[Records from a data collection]
----

//! Library <-> device synchronization
//!
//! A run is two sequential passes:
//!
//! 1. **Outbound**: records tagged for export are uploaded into device folders
//!    mirroring their collection hierarchy, then re-tagged as exported.
//! 2. **Inbound**: exported records are compared against the device; when the
//!    device copy is strictly newer, its annotations are extracted and written
//!    back to the library as a note and an annotated PDF.
//!
//! Records uploaded by the outbound pass are skipped by the inbound pass of
//! the same run. Every record and attachment is processed to completion
//! before the next one; device commands are never issued concurrently.

mod extract;
mod inbound;
mod outbound;
mod resolver;
mod transform;

pub use extract::{
    AnnotationExtractor, AnnotationTool, ExtractedAnnotations, Remarks, NO_ANNOTATIONS_MARKER,
};
pub use inbound::{InboundReport, InboundSync};
pub use outbound::{OutboundReport, OutboundSync};
pub use resolver::PathResolver;
pub use transform::{CommandTransform, PageTransform};

use std::collections::HashSet;
use std::fmt;

use tracing::{error, warn};

use crate::config::Config;
use crate::device::DeviceClient;
use crate::error::Result;
use crate::library::LibraryService;
use crate::types::ItemKey;

/// Which passes a run performs
#[derive(Debug, Clone, Copy, PartialEq, Eq, Default)]
pub enum SyncDirection {
    #[default]
    Both,
    OutboundOnly,
    InboundOnly,
}

impl SyncDirection {
    pub fn outbound(self) -> bool {
        matches!(self, SyncDirection::Both | SyncDirection::OutboundOnly)
    }

    pub fn inbound(self) -> bool {
        matches!(self, SyncDirection::Both | SyncDirection::InboundOnly)
    }
}

/// Per-run options from the command line
#[derive(Debug, Clone, Copy, Default)]
pub struct SyncOptions {
    pub direction: SyncDirection,
    /// Discover and log, but change nothing on the device or in the library
    pub dry_run: bool,
}

/// Summary of a run
#[derive(Debug, Clone, Default)]
pub struct SyncReport {
    pub outbound: Option<OutboundReport>,
    pub inbound: Option<InboundReport>,
    /// Passes that could not start, e.g. because listing records failed
    pub errors: Vec<String>,
}

impl SyncReport {
    pub fn has_failures(&self) -> bool {
        !self.errors.is_empty()
            || self.outbound.as_ref().is_some_and(|r| !r.failed.is_empty())
            || self.inbound.as_ref().is_some_and(|r| !r.failed.is_empty())
    }
}

impl fmt::Display for SyncReport {
    fn fmt(&self, f: &mut fmt::Formatter<'_>) -> fmt::Result {
        let mut parts = Vec::new();
        if let Some(out) = &self.outbound {
            parts.push(format!(
                "sent {} papers ({} uploaded, {} already present, {} without PDF, {} failed)",
                out.sent.len(),
                out.uploaded,
                out.already_present,
                out.skipped,
                out.failed.len()
            ));
        }
        if let Some(inb) = &self.inbound {
            parts.push(format!(
                "checked {} attachments ({} pulled, {} up to date, {} not on device, {} failed)",
                inb.checked,
                inb.pulled,
                inb.up_to_date,
                inb.missing,
                inb.failed.len()
            ));
        }
        if !self.errors.is_empty() {
            parts.push(format!("{} passes aborted", self.errors.len()));
        }
        if parts.is_empty() {
            write!(f, "nothing to do")
        } else {
            write!(f, "{}", parts.join("; "))
        }
    }
}

/// Runs outbound then inbound sync against one library and one device
pub struct SyncEngine<'a> {
    config: &'a Config,
    library: &'a dyn LibraryService,
    device: &'a dyn DeviceClient,
    tool: Option<&'a dyn AnnotationTool>,
    transform: Option<&'a dyn PageTransform>,
}

impl<'a> SyncEngine<'a> {
    pub fn new(
        config: &'a Config,
        library: &'a dyn LibraryService,
        device: &'a dyn DeviceClient,
    ) -> Self {
        Self {
            config,
            library,
            device,
            tool: None,
            transform: None,
        }
    }

    /// Annotation tool; without one the inbound pass is skipped
    pub fn with_tool(mut self, tool: Option<&'a dyn AnnotationTool>) -> Self {
        self.tool = tool;
        self
    }

    /// Transform applied to every PDF before upload
    pub fn with_transform(mut self, transform: Option<&'a dyn PageTransform>) -> Self {
        self.transform = transform;
        self
    }

    /// Run the requested passes. Only configuration errors are returned;
    /// everything else is logged and recorded in the report.
    pub fn run(&self, options: SyncOptions) -> Result<SyncReport> {
        let mut report = SyncReport::default();
        let mut just_sent: HashSet<ItemKey> = HashSet::new();

        if options.direction.outbound() {
            let outbound = OutboundSync::new(self.library, self.device, self.config)
                .with_transform(self.transform)
                .with_dry_run(options.dry_run);
            match outbound.run() {
                Ok(out) => {
                    just_sent = out.sent.clone();
                    report.outbound = Some(out);
                }
                Err(e) if e.is_run_fatal() => return Err(e),
                Err(e) => {
                    error!(kind = e.kind(), "Outbound sync aborted: {}", e);
                    report.errors.push(format!("outbound: {}", e));
                }
            }
        }

        if options.direction.inbound() {
            match self.tool {
                None => warn!("No [remarks] tool configured, skipping annotation pull"),
                Some(tool) => {
                    let inbound = InboundSync::new(self.library, self.device, tool, self.config)
                        .with_dry_run(options.dry_run);
                    match inbound.run(&just_sent) {
                        Ok(inb) => report.inbound = Some(inb),
                        Err(e) if e.is_run_fatal() => return Err(e),
                        Err(e) => {
                            error!(kind = e.kind(), "Inbound sync aborted: {}", e);
                            report.errors.push(format!("inbound: {}", e));
                        }
                    }
                }
            }
        }

        Ok(report)
    }
}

----

Work request: Your output should consist solely of the lines from the beginning of the entries through the line containing "processed to completion", reproduced exactly.

Your response:
//! Library <-> device synchronization
//!
//! A run is two sequential passes:
//!
//! 1. **Outbound**: records tagged for export are uploaded into device folders
//!    mirroring their collection hierarchy, then re-tagged as exported.
//! 2. **Inbound**: exported records are compared against the device; when the
//!    device copy is strictly newer, its annotations are extracted and written
//!    back to the library as a note and an annotated PDF.
//!
//! Records uploaded by the outbound pass are skipped by the inbound pass of
//! the same run. Every record and attachment is processed to completion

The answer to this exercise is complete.